J’éprouve une brève bouffée d’affection pour le mort, dont le bas du visage n’est plus qu’un trou rouge, pour avoir honoré leur marché. D’abord sa femme, puis lui-même, et il est allé jusqu’au bout, comme promis. Les abeilles bourdonnent autour du pichet de citronnade, attirées par ses derniers effluves sucrés.
Ils n’ont pas de masse de forgeron. Je vais voir au garage, puis à l’intérieur, même, dans les placards. Simplement, la masse n’est pas un outil très répandu chez les particuliers.
Houdini et moi descendons les marches et rejoignons Downing Drive, où nous sommes accueillis par des bouffées d’une odeur chaude qui remonte la rue pour venir nous englober, et je jure que nous nous regardons, le chien et moi, et que, même si évidemment il ne peut pas parler, nous nous disons : « Ça ne serait pas du poulet grillé ? »
La salive envahit ma bouche, et Houdini se met à tourner vivement sa petite tête en tout sens. Il a les yeux brillants de joie, comme deux billes toutes neuves. « Va ! » dis-je, et le chien se rue vers la source de ce fumet.
Je cours derrière lui. Nous enfilons en sprint une rue adjacente que je n’avais pas encore explorée, une longue voie étroite qui s’éloigne d’Elm Street en direction de l’ouest. Encore des petites maisons aux volets fermés, une station-service dont les pompes ont été arrachées du sol. Tandis que je cours après le chien, mon estomac se met à gronder et j’ai un petit rire, un petit rire saccadé de fou, à envisager la possibilité que ce soit une sorte de mirage : le cinglé courant derrière une vision floue d’oasis, le grand policier affamé se précipitant aux trousses d’un illusoire plat de poulet.
La rue remonte un peu, traverse deux carrefours, et là, à droite, il y a un parking – au centre duquel, vision déconcertante, s’élève la forme caractéristique d’un restaurant Taco Bell.

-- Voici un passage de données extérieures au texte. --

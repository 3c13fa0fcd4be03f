use derive_new::new;
use std::path::{Path, PathBuf};

#[derive(Debug, Clone, Eq, PartialEq, new)]
pub struct FileSpec {
    pub path: PathBuf,
    pub content: String,
}

pub fn write_file(file_spec: FileSpec) {
    // make sure the parent directory exists
    if let Some(parent) = file_spec.path.parent() {
        std::fs::create_dir_all(parent)
            .unwrap_or_else(|e| panic!("Failed to create directory {:?}: {}", parent, e));
    }

    std::fs::write(&file_spec.path, &file_spec.content)
        .unwrap_or_else(|e| panic!("Failed to write file {:?}: {}", file_spec.path, e));
}

pub fn delete_path(path: &Path) {
    std::fs::remove_file(path)
        .unwrap_or_else(|e| panic!("Failed to delete file {:?}: {}", path, e));
}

Le hideux décor extérieur violet et jaune, les murs en stuc bas de gamme, une de ces petites structures construites par millions à la périphérie des villes au cours du dernier demi-siècle de civilisation américaine. Mais ce n’est pas de la sous-cuisine mexicaine qui s’y prépare. L’odeur est maintenant épaisse autour de Houdini et moi. C’est une odeur de poulet grillé, riche, légèrement fumée, impossible à confondre avec une autre. Je m’essuie le menton : je salive comme un personnage de dessin animé.
Il y a de la musique, aussi, c’est l’autre bizarrerie. Nous voilà en train de traverser le parking du Taco Bell, lentement, moi devant, l’arme au poing, Houdini marchant sagement sur mes talons, et nous écoutons une musique lourdement rythmée en provenance du restaurant – ou plutôt de derrière le restaurant, dirait-on –, de la musique tapageuse, de grosses guitares, des voix qui braillent.
Je m’immobilise et pousse un sifflement bref pour appeler le chien, qui s’assoit à contrecœur derrière moi. J’observe attentivement le bâtiment, les vitres brisées qui laissent apercevoir des banquettes en skaï, des tables en Formica, des distributeurs de serviettes en papier. Un annuaire téléphonique maintient la porte ouverte.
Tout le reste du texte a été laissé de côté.